Saved entries
+++
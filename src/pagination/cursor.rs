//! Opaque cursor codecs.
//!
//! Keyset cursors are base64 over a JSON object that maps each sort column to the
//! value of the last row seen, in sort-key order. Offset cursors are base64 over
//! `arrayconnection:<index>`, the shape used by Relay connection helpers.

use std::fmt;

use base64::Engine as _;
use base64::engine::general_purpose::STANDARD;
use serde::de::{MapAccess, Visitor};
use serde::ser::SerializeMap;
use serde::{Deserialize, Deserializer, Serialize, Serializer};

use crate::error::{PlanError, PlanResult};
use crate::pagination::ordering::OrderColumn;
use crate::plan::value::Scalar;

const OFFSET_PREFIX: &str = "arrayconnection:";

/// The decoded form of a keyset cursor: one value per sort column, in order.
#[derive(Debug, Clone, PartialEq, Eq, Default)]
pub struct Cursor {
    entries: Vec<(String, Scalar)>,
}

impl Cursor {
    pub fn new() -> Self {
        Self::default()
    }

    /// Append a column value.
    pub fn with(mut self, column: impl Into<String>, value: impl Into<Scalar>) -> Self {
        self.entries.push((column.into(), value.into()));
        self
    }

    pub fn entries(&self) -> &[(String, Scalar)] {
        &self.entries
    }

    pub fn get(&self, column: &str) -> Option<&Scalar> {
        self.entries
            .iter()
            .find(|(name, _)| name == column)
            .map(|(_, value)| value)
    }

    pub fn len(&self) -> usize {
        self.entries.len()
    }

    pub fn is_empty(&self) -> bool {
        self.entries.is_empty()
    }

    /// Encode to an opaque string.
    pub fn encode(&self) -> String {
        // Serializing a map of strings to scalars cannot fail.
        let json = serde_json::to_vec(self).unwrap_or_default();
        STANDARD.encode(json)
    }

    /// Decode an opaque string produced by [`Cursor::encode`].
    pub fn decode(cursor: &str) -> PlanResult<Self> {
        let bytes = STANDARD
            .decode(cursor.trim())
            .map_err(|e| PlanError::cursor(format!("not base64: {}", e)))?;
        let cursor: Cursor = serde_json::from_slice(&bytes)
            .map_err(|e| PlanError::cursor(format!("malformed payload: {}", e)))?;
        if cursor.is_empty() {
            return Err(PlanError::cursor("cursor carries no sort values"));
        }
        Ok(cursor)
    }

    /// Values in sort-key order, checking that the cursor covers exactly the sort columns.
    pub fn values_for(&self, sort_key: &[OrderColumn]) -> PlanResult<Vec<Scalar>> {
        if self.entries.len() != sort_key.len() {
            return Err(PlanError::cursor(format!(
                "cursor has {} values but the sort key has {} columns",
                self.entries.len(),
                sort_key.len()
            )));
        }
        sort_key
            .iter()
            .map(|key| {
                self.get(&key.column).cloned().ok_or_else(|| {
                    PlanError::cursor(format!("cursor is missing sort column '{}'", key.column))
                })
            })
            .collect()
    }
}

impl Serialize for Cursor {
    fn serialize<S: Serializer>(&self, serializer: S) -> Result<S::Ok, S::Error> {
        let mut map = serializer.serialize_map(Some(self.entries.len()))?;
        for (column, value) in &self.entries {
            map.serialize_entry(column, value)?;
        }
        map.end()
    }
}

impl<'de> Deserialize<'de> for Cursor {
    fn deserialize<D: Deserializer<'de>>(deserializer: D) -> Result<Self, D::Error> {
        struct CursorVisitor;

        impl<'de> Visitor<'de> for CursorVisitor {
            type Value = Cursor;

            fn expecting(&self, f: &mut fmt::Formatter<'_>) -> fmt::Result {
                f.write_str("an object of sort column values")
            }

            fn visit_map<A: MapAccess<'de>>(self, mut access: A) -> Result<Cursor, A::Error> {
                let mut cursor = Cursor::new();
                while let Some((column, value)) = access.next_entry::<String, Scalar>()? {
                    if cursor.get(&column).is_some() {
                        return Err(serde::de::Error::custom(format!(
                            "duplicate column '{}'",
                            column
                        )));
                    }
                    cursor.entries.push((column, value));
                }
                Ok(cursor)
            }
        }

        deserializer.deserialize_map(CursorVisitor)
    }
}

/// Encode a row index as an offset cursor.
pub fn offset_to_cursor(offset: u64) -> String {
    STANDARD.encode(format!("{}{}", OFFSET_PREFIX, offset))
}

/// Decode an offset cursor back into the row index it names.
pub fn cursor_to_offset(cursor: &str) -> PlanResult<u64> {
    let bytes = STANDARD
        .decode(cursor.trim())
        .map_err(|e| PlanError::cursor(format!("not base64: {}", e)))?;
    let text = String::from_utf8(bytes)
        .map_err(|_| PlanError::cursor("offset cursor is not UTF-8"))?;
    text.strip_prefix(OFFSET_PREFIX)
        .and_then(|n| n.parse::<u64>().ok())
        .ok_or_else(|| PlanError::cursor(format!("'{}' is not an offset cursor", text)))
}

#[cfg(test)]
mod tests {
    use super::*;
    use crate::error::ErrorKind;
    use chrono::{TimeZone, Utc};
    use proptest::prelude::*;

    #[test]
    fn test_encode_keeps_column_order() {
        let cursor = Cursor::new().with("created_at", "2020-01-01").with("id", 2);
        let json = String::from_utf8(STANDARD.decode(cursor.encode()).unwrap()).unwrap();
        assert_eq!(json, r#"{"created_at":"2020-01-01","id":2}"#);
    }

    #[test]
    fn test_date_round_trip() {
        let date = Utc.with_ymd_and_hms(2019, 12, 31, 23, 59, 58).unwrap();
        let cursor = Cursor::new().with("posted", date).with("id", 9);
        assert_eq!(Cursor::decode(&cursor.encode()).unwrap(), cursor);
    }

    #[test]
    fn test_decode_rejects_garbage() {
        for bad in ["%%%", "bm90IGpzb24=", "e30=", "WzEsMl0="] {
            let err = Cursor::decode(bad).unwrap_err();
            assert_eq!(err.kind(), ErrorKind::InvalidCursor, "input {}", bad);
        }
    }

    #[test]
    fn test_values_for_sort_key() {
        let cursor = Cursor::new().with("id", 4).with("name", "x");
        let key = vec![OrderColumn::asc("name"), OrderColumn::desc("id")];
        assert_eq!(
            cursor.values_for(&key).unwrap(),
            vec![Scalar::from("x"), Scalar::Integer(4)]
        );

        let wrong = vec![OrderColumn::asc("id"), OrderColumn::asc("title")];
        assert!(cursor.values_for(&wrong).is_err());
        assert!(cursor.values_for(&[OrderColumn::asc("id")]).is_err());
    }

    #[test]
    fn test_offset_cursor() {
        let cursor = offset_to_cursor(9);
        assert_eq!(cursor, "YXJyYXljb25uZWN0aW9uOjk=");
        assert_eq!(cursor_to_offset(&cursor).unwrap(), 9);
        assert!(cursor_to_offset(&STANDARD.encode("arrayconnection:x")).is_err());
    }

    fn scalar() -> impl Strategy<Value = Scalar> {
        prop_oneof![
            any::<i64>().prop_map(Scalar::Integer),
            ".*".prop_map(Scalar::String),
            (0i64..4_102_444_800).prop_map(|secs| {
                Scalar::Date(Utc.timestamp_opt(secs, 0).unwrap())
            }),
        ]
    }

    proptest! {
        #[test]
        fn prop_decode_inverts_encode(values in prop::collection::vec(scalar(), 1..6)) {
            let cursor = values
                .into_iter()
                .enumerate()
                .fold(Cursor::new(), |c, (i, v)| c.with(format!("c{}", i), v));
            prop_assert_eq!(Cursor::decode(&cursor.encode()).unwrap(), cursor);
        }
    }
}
+++
Work instructions: How many of the lines above contain the word "return"? Give the number alone.

Reply: 3